> [Your task]: Using the records below, output the stretch that opens with the line containing "is the expected" and closes with the line containing "use super::*;", exactly and including both lines, with nothing more.
[Task input Boundary: Start]
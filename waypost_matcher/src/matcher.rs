// Copyright 2026 the Waypost Authors
// SPDX-License-Identifier: Apache-2.0 OR MIT

//! Candidate iteration and component-by-component matching.
//!
//! ## Algorithm
//!
//! - Canonicalize the input URL and split it on `/` (empty components are
//!   kept; index 0 of a schemed URL holds the scheme token, e.g. `"myapp:"`).
//! - Walk the candidate patterns *in the order given*. For each candidate,
//!   split it the same way and compare component by component: placeholders
//!   bind values, everything else must compare equal verbatim.
//! - A `<path:…>` placeholder consumes every remaining input component and
//!   ends the comparison; pattern text after it is dead. Patterns without a
//!   path placeholder must have exactly as many components as the input.
//! - The first candidate that survives the walk wins. There is no
//!   backtracking and no notion of a better match.
//!
//! Candidate order is the caller's contract. `waypost_navigator` feeds the
//! matcher its registry keys in insertion order, which makes "first
//! registered, first tried" a guarantee rather than an accident of map
//! iteration.

use smallvec::SmallVec;

use crate::normalize::{canonicalize, with_scheme};
use crate::placeholder::{self, Bindings, PATH_PREFIX};
use crate::url::UrlConvertible;

type Components<'a> = SmallVec<[&'a str; 8]>;

/// A successful match: the winning pattern and its extracted values.
///
/// Built fresh per [`UrlMatcher::match_url`] call and intended to be
/// consumed immediately; nothing is cached.
#[derive(Clone, Debug, PartialEq)]
pub struct UrlMatch {
    /// The candidate pattern that matched, exactly as supplied.
    pub pattern: String,
    /// Placeholder keys mapped to their typed values.
    pub values: Bindings,
}

/// The pattern matching engine.
///
/// Stateless apart from one policy knob: strict scheme validation. Both
/// [`normalize`](Self::normalize) and [`match_url`](Self::match_url) are
/// deterministic functions of their arguments and that flag.
///
/// ```rust
/// use waypost_matcher::UrlMatcher;
///
/// let matcher = UrlMatcher::new();
/// let m = matcher
///     .match_url("myapp://user/1", None, ["myapp://user/<id>"])
///     .unwrap();
/// assert_eq!(m.values["id"].as_str(), Some("1"));
/// ```
#[derive(Clone, Debug)]
pub struct UrlMatcher {
    strict_scheme: bool,
}

impl Default for UrlMatcher {
    fn default() -> Self {
        Self::new()
    }
}

impl UrlMatcher {
    /// Create a matcher. Strict scheme validation defaults to on in debug
    /// builds and off in release builds.
    pub fn new() -> Self {
        Self {
            strict_scheme: cfg!(debug_assertions),
        }
    }

    /// Set whether a URL without a scheme, matched without a fallback
    /// scheme, is a fatal contract violation.
    ///
    /// Strict mode panics on such inputs so the mistake is caught during
    /// development. With strict mode off the input passes through
    /// normalization unchanged and simply matches no schemed pattern.
    pub fn set_strict_scheme(&mut self, strict: bool) {
        self.strict_scheme = strict;
    }

    /// Canonicalize `url`, injecting `scheme` if the URL carries none.
    ///
    /// A value with no URL form at all is returned verbatim. The result is
    /// idempotent: normalizing a canonical string returns it unchanged.
    ///
    /// # Panics
    ///
    /// With strict scheme validation on, panics when `url` lacks a `://`
    /// separator and no `scheme` is supplied.
    pub fn normalize<U>(&self, url: &U, scheme: Option<&str>) -> String
    where
        U: UrlConvertible + ?Sized,
    {
        let raw = url.url_string();
        if !url.has_url_form() {
            return raw.into_owned();
        }
        let schemed = with_scheme(scheme, &raw);
        if scheme.is_none() && !schemed.contains("://") {
            assert!(
                !self.strict_scheme,
                "URL {schemed:?} has no scheme; pass one to the matcher or register schemed patterns",
            );
        }
        canonicalize(&schemed)
    }

    /// Match `url` against `candidates`, first match wins.
    ///
    /// Candidates are tried in iteration order; supply them from an ordered
    /// container if overlapping patterns must resolve deterministically.
    /// Returns `None` when no candidate matches, which is the expected
    /// outcome for unroutable URLs, not an error.
    ///
    /// # Panics
    ///
    /// As [`normalize`](Self::normalize) under strict scheme validation.
    pub fn match_url<U, C>(&self, url: &U, scheme: Option<&str>, candidates: C) -> Option<UrlMatch>
    where
        U: UrlConvertible + ?Sized,
        C: IntoIterator,
        C::Item: AsRef<str>,
    {
        let normalized = self.normalize(url, scheme);
        let input: Components<'_> = normalized.split('/').collect();
        for candidate in candidates {
            let pattern = candidate.as_ref();
            if let Some(values) = match_components(pattern, &input) {
                return Some(UrlMatch {
                    pattern: pattern.to_owned(),
                    values,
                });
            }
        }
        None
    }
}

/// Walk one pattern against the input components.
fn match_components(pattern: &str, input: &[&str]) -> Option<Bindings> {
    let components: Components<'_> = pattern.split('/').collect();
    let has_path_wildcard = components.iter().any(|c| c.starts_with(PATH_PREFIX));
    if !has_path_wildcard && components.len() != input.len() {
        return None;
    }
    let mut values = Bindings::new();
    for (index, &component) in components.iter().enumerate() {
        if index >= input.len() {
            return None;
        }
        match placeholder::bind(component, input, index) {
            Some((key, value)) => {
                values.insert(key, value);
                // A path placeholder swallows the rest of the input; any
                // pattern text after it is dead and never compared.
                if component.starts_with(PATH_PREFIX) {
                    break;
                }
            }
            None => {
                if component != input[index] {
                    return None;
                }
            }
        }
    }
    Some(values)
}

#[cfg(test)]
mod tests {
    use super::*;
    use crate::placeholder::BoundValue;

    fn strict() -> UrlMatcher {
        let mut matcher = UrlMatcher::new();
        matcher.set_strict_scheme(true);
        matcher
    }

    fn lenient() -> UrlMatcher {
        let mut matcher = UrlMatcher::new();
        matcher.set_strict_scheme(false);
        matcher
    }

    #[test]
    fn normalize_is_idempotent() {
        let matcher = strict();
        for input in [
            "myapp:///////user///<id>//hello/??/#abc=/def",
            "myapp://user/1",
            "http://google.com/search/?q=x",
        ] {
            let once = matcher.normalize(input, None);
            assert_eq!(matcher.normalize(once.as_str(), None), once);
        }
    }

    #[test]
    fn normalize_collapses_the_kitchen_sink() {
        let matcher = strict();
        assert_eq!(
            matcher.normalize("myapp:///////user///<id>//hello/??/#abc=/def", None),
            "myapp://user/<id>/hello"
        );
    }

    #[test]
    fn normalize_injects_the_scheme() {
        let matcher = strict();
        assert_eq!(matcher.normalize("/user/1", Some("myapp")), "myapp://user/1");
    }

    #[test]
    fn normalize_returns_non_urls_verbatim() {
        let matcher = strict();
        assert_eq!(matcher.normalize("not a url", None), "not a url");
        assert_eq!(matcher.normalize("", None), "");
    }

    #[test]
    #[should_panic(expected = "has no scheme")]
    fn strict_mode_rejects_schemeless_urls() {
        let _ = strict().normalize("user/1", None);
    }

    #[test]
    fn lenient_mode_passes_schemeless_urls_through() {
        let matcher = lenient();
        assert_eq!(matcher.normalize("user/1", None), "user/1");
        assert_eq!(
            matcher.match_url("user/1", None, ["myapp://user/<id>"]),
            None
        );
    }

    #[test]
    fn exact_literal_match_binds_nothing() {
        let m = strict()
            .match_url("myapp://hello", None, ["myapp://hello"])
            .unwrap();
        assert_eq!(m.pattern, "myapp://hello");
        assert!(m.values.is_empty());
    }

    #[test]
    fn untyped_placeholder_binds_a_string() {
        let m = strict()
            .match_url("myapp://user/1", None, ["myapp://user/<id>"])
            .unwrap();
        assert_eq!(m.values["id"], BoundValue::Str("1".to_owned()));
    }

    #[test]
    fn int_placeholder_binds_an_integer() {
        let m = strict()
            .match_url("myapp://user/123", None, ["myapp://user/<int:id>"])
            .unwrap();
        assert_eq!(m.values["id"], BoundValue::Int(123));
    }

    #[test]
    fn int_parse_failure_rejects_the_candidate() {
        let matcher = strict();
        assert_eq!(
            matcher.match_url("myapp://user/abc", None, ["myapp://user/<int:id>"]),
            None
        );
        // …but a later candidate can still win.
        let m = matcher
            .match_url(
                "myapp://user/abc",
                None,
                ["myapp://user/<int:id>", "myapp://user/<name>"],
            )
            .unwrap();
        assert_eq!(m.pattern, "myapp://user/<name>");
        assert_eq!(m.values["name"], BoundValue::Str("abc".to_owned()));
    }

    #[test]
    fn float_placeholder_binds_a_float() {
        let m = strict()
            .match_url("myapp://volume/0.75", None, ["myapp://volume/<float:level>"])
            .unwrap();
        assert_eq!(m.values["level"], BoundValue::Float(0.75));
    }

    #[test]
    fn first_match_wins_among_overlapping_patterns() {
        let candidates = ["myapp://user/<id>", "myapp://user/<id>/hello"];
        let m = strict()
            .match_url("myapp://user/1", None, candidates)
            .unwrap();
        assert_eq!(m.pattern, "myapp://user/<id>");
    }

    #[test]
    fn candidate_order_decides_ties() {
        let input = "myapp://user/1";
        let forward = ["myapp://user/<id>", "myapp://user/<int:id>"];
        let reverse = ["myapp://user/<int:id>", "myapp://user/<id>"];
        let matcher = strict();
        assert_eq!(
            matcher.match_url(input, None, forward).unwrap().pattern,
            "myapp://user/<id>"
        );
        assert_eq!(
            matcher.match_url(input, None, reverse).unwrap().pattern,
            "myapp://user/<int:id>"
        );
    }

    #[test]
    fn path_wildcard_is_greedy() {
        let m = strict()
            .match_url("http://google.com/search/?q=x", None, ["http://<path:url>"])
            .unwrap();
        assert_eq!(
            m.values["url"],
            BoundValue::Str("google.com/search".to_owned())
        );
    }

    #[test]
    fn pattern_text_after_a_path_wildcard_is_dead() {
        let matcher = strict();
        let candidates = ["myapp://<path:rest>/ignored"];
        let m = matcher.match_url("myapp://a/b/c", None, candidates).unwrap();
        assert_eq!(m.values["rest"], BoundValue::Str("a/b/c".to_owned()));
        // Even input shorter than the pattern matches once the wildcard binds.
        let m = matcher.match_url("myapp://a", None, candidates).unwrap();
        assert_eq!(m.values["rest"], BoundValue::Str("a".to_owned()));
    }

    #[test]
    fn query_and_fragment_never_reach_bindings() {
        let m = strict()
            .match_url(
                "myapp://user/1?from=push#section",
                None,
                ["myapp://user/<id>"],
            )
            .unwrap();
        assert_eq!(m.values["id"], BoundValue::Str("1".to_owned()));
    }

    #[test]
    fn component_count_must_agree_without_a_wildcard() {
        let matcher = strict();
        assert_eq!(
            matcher.match_url("myapp://user/1/extra", None, ["myapp://user/<id>"]),
            None
        );
        assert_eq!(
            matcher.match_url("myapp://user", None, ["myapp://user/<id>"]),
            None
        );
    }

    #[test]
    fn literal_mismatch_is_no_match() {
        assert_eq!(
            strict().match_url("myapp://admin/1", None, ["myapp://user/<id>"]),
            None
        );
    }

    #[test]
    fn empty_candidate_list_is_no_match() {
        let none: [&str; 0] = [];
        assert_eq!(strict().match_url("myapp://user/1", None, none), None);
    }

    #[test]
    fn malformed_placeholder_never_matches() {
        let matcher = strict();
        assert_eq!(
            matcher.match_url("myapp://user/1", None, ["myapp://user/<>"]),
            None
        );
    }

    #[test]
    fn scheme_parameter_routes_bare_paths() {
        let m = strict()
            .match_url("/user/7", Some("myapp"), ["myapp://user/<int:id>"])
            .unwrap();
        assert_eq!(m.values["id"], BoundValue::Int(7));
    }
}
[Task input Boundary: End]
> [Solution to this exercise]:
    /// Returns `None` when no candidate matches, which is the expected
    /// outcome for unroutable URLs, not an error.
    ///
    /// # Panics
    ///
    /// As [`normalize`](Self::normalize) under strict scheme validation.
    pub fn match_url<U, C>(&self, url: &U, scheme: Option<&str>, candidates: C) -> Option<UrlMatch>
    where
        U: UrlConvertible + ?Sized,
        C: IntoIterator,
        C::Item: AsRef<str>,
    {
        let normalized = self.normalize(url, scheme);
        let input: Components<'_> = normalized.split('/').collect();
        for candidate in candidates {
            let pattern = candidate.as_ref();
            if let Some(values) = match_components(pattern, &input) {
                return Some(UrlMatch {
                    pattern: pattern.to_owned(),
                    values,
                });
            }
        }
        None
    }
}

/// Walk one pattern against the input components.
fn match_components(pattern: &str, input: &[&str]) -> Option<Bindings> {
    let components: Components<'_> = pattern.split('/').collect();
    let has_path_wildcard = components.iter().any(|c| c.starts_with(PATH_PREFIX));
    if !has_path_wildcard && components.len() != input.len() {
        return None;
    }
    let mut values = Bindings::new();
    for (index, &component) in components.iter().enumerate() {
        if index >= input.len() {
            return None;
        }
        match placeholder::bind(component, input, index) {
            Some((key, value)) => {
                values.insert(key, value);
                // A path placeholder swallows the rest of the input; any
                // pattern text after it is dead and never compared.
                if component.starts_with(PATH_PREFIX) {
                    break;
                }
            }
            None => {
                if component != input[index] {
                    return None;
                }
            }
        }
    }
    Some(values)
}

#[cfg(test)]
mod tests {
    use super::*;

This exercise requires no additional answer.